This case shows how difficult it can be to render subsequent employers liable after a significant initial injury. It is clear that this was a close case. One factor that no doubt hurt L&J was that its own expert did not apportion disability between the two employers. Most of all courts focus on objective testing, and there were legitimate differences of opinion among medical experts whether the second MRI showed any material difference from the MRI done immediately after the first incident in 2006.
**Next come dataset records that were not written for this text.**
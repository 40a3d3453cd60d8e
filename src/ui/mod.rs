mod confirm;
mod editor;
mod input;
mod list;

use crate::diary_state::DiaryState;
use crate::dispatch::Dispatcher;
use crate::seed::{SeedError, SeedRecord};
use crate::store::Store;
use color_eyre::Result;
use confirm::Confirm;
use crossterm::{
    event::{self, Event, KeyCode, KeyEvent, KeyEventKind},
    terminal::{disable_raw_mode, enable_raw_mode, EnterAlternateScreen, LeaveAlternateScreen},
    ExecutableCommand,
};
use editor::{Editor, EditorOutcome};
use list::{EntryList, ListOutcome};
use ratatui::{
    backend::CrosstermBackend,
    layout::{Alignment, Constraint, Direction, Layout},
    style::{Color, Modifier, Style},
    text::{Line, Span},
    widgets::{Block, Borders, Paragraph},
    Frame, Terminal,
};
use std::{
    io::{stdout, Stdout},
    time::Duration,
};
use tokio::sync::oneshot::{self, error::TryRecvError};

pub type SeedReceiver = oneshot::Receiver<Result<Vec<SeedRecord>, SeedError>>;

#[derive(Debug, Clone, Copy, PartialEq, Eq)]
enum Focus {
    List,
    Editor,
}

#[derive(Debug, Clone, PartialEq, Eq)]
enum Status {
    Info(String),
    Error(String),
}

/// Root of the view tree. Owns the store and the dispatcher and hands them
/// to the editor and the list.
pub struct App {
    store: Store,
    dispatcher: Dispatcher,
    editor: Editor,
    list: EntryList,
    focus: Focus,
    confirm: Option<Confirm>,
    status: Option<Status>,
    seed: Option<SeedReceiver>,
    should_quit: bool,
}

impl App {
    pub fn new(seed: Option<SeedReceiver>) -> Self {
        let (store, dispatcher) = Store::new();
        let status = seed
            .as_ref()
            .map(|_| Status::Info("Loading sample entries...".to_string()));
        App {
            store,
            dispatcher,
            editor: Editor::new(),
            list: EntryList::new(),
            focus: Focus::List,
            confirm: None,
            status,
            seed,
            should_quit: false,
        }
    }

    pub fn state(&self) -> &DiaryState {
        self.store.state()
    }

    pub fn should_quit(&self) -> bool {
        self.should_quit
    }

    /// Brings the store up to date: takes the seed result if it has arrived
    /// and applies everything the views dispatched since the last tick.
    pub fn tick(&mut self) {
        self.poll_seed();
        self.store.drain();
        self.list.sync(self.store.state());
    }

    fn poll_seed(&mut self) {
        let Some(rx) = self.seed.as_mut() else {
            return;
        };
        let result = match rx.try_recv() {
            Err(TryRecvError::Empty) => return,
            Ok(result) => result,
            Err(TryRecvError::Closed) => Err(SeedError::Abandoned),
        };
        self.seed = None;

        match result {
            Ok(records) => {
                let count = self.store.load_seed(records);
                self.status = Some(Status::Info(format!("Loaded {count} sample entries")));
            }
            Err(e) => {
                tracing::error!("seeding failed, starting empty: {e}");
                self.status = Some(Status::Error(format!("Could not load sample entries: {e}")));
            }
        }
    }

    pub fn handle_key(&mut self, key: KeyEvent) {
        if self.confirm.is_some() {
            if let Some(accepted) = Confirm::answer(&key) {
                if let Some(pending) = self.confirm.take().filter(|_| accepted) {
                    self.run_confirmed(pending);
                }
            }
            return;
        }

        match self.focus {
            Focus::Editor => match self.editor.handle_key(key, &self.dispatcher) {
                EditorOutcome::Saved => {
                    self.status = Some(Status::Info("Entry saved".to_string()));
                    self.focus = Focus::List;
                }
                EditorOutcome::Cancelled => self.focus = Focus::List,
                EditorOutcome::Continue => {}
            },
            Focus::List => match self.list.handle_key(key, self.store.state()) {
                ListOutcome::Confirm(confirm) => self.confirm = Some(confirm),
                ListOutcome::Handled => {}
                ListOutcome::Ignored => match key.code {
                    KeyCode::Char('q') => self.should_quit = true,
                    KeyCode::Char('n') => {
                        self.focus = Focus::Editor;
                        self.status = None;
                    }
                    _ => {}
                },
            },
        }
    }

    fn run_confirmed(&mut self, confirm: Confirm) {
        match confirm {
            Confirm::Remove { id } => {
                self.dispatcher.remove(id);
                self.status = Some(Status::Info(format!("Deleted entry #{id}")));
            }
            Confirm::Edit { id, content } => {
                self.dispatcher.edit(id, content);
                self.list.finish_edit();
                self.status = Some(Status::Info(format!("Updated entry #{id}")));
            }
        }
    }

    pub fn draw(&mut self, f: &mut Frame) {
        let chunks = Layout::default()
            .direction(Direction::Vertical)
            .margin(1)
            .constraints([
                Constraint::Length(3),
                Constraint::Length(3),
                Constraint::Min(0),
                Constraint::Length(1),
                Constraint::Length(1),
            ])
            .split(f.area());

        let title = Paragraph::new("Mood Journal")
            .style(
                Style::default()
                    .fg(Color::Cyan)
                    .add_modifier(Modifier::BOLD),
            )
            .alignment(Alignment::Center)
            .block(Block::default().borders(Borders::BOTTOM));
        f.render_widget(title, chunks[0]);

        let stats = self.store.stats();
        let bold = Style::default().add_modifier(Modifier::BOLD);
        let stats_line = Line::from(vec![
            Span::raw("Total: "),
            Span::styled(stats.total.to_string(), bold),
            Span::raw("   Good: "),
            Span::styled(stats.good_count.to_string(), bold.fg(Color::Green)),
            Span::raw("   Bad: "),
            Span::styled(stats.bad_count.to_string(), bold.fg(Color::Red)),
            Span::raw("   Good ratio: "),
            Span::styled(stats.ratio_display().to_string(), bold),
        ]);
        let stats_bar = Paragraph::new(stats_line)
            .alignment(Alignment::Center)
            .block(Block::default().borders(Borders::ALL).title("Mood"));
        f.render_widget(stats_bar, chunks[1]);

        match self.focus {
            Focus::Editor => self.editor.render(f, chunks[2]),
            Focus::List => self.list.render(f, chunks[2], self.store.state()),
        }

        let status = match &self.status {
            Some(Status::Info(msg)) => Paragraph::new(msg.as_str()).style(Style::default().fg(Color::Green)),
            Some(Status::Error(msg)) => Paragraph::new(msg.as_str()).style(Style::default().fg(Color::Red)),
            None => Paragraph::new(""),
        };
        f.render_widget(status, chunks[3]);

        let controls = match self.focus {
            Focus::Editor => Line::from("Writing a new entry"),
            Focus::List if self.list.is_editing() => Line::from("Editing entry"),
            Focus::List => Line::from(vec![
                Span::raw("Press "),
                Span::styled("n", bold),
                Span::raw(" to write, "),
                Span::styled("↑/↓", bold),
                Span::raw(" to browse, "),
                Span::styled("q", bold),
                Span::raw(" to quit"),
            ]),
        };
        let controls_paragraph = Paragraph::new(controls)
            .style(Style::default().fg(Color::Yellow))
            .alignment(Alignment::Center);
        f.render_widget(controls_paragraph, chunks[4]);

        if let Some(confirm) = &self.confirm {
            let area = f.area();
            confirm.render(f, area);
        }
    }
}

/// Raw-mode alternate-screen terminal, restored on drop.
pub struct UI {
    terminal: Terminal<CrosstermBackend<Stdout>>,
}

impl UI {
    pub fn new() -> Result<Self> {
        enable_raw_mode()?;
        stdout().execute(EnterAlternateScreen)?;

        let backend = CrosstermBackend::new(stdout());
        let terminal = Terminal::new(backend)?;

        Ok(UI { terminal })
    }

    pub fn run(&mut self, app: &mut App) -> Result<()> {
        while !app.should_quit() {
            app.tick();
            self.terminal.draw(|f| app.draw(f))?;

            if event::poll(Duration::from_millis(50))? {
                if let Event::Key(key) = event::read()? {
                    if key.kind == KeyEventKind::Press {
                        app.handle_key(key);
                    }
                }
            }
        }
        Ok(())
    }
}

impl Drop for UI {
    fn drop(&mut self) {
        let _ = disable_raw_mode();
        let _ = stdout().execute(LeaveAlternateScreen);
    }
}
MISSOURI WORKERS’ COMPENSATION
CASE LAW UPDATE
JULY 2012-SEPTEMBER 2012
Each Pre-existing Injury Alone Has to Meet Threshold for Fund to be Liable for that Injury
Joseph Salviccio v. Treasurer of the State of Missouri, as Custodian of the Second Injury Fund,Case No. ED97862
FACTS: The claimant sustained an injury to his left knee and settled against the employer for 20% of the left knee. He then pursued benefits against the Second Injury Fund. The claimant had pre-existing disabilities of 59% of the left finger, 4% of the body referable to a hernia, 3.5% of the body referable to a hernia and 20% of the body referable to diabetes. The ALJ found no Fund liability because none of the claimant's pre-existing injuries arose to the level necessary, which was 15% of a major extremity, or 50 weeks for body as a whole injuries. The Commission found that because the claimant had more than a single pre-existing PPD, it was necessary to convert all of his pre-existing disabilities to weeks of compensation and combine them to see if they met or exceeded the 50 weeks of compensation. The Commission looked to all of the claimant's pre-existing disabilities, which amounted to 123 weeks. Therefore, the Fund was responsible for 12.3 weeks of PPD enhancement.
HOLDING: The Court concluded that the Statute makes no allowance for combining body as a whole injuries together, or combining a body as a whole injury with a major extremity injury. The Court did note that it is acceptable to combine pre-existing PPD of a major extremity, for instance, PPD of the right wrist and the right shoulder, which results in 15% of the right arm, which is a major extremity. The Court found that only the claimant's diabetes, which was considered to be 20% PPD, satisfied the 50 weeks of compensation threshold and could be included in calculating Fund liability. Therefore, the Court concluded that the Fund was not liable for PPD enhancement due to the claimant's two hernias and the injury to his little finger, and was only responsible for enhancement with respect to the claimant's diabetes. Please note that this matter was directly transferred to the Supreme Court.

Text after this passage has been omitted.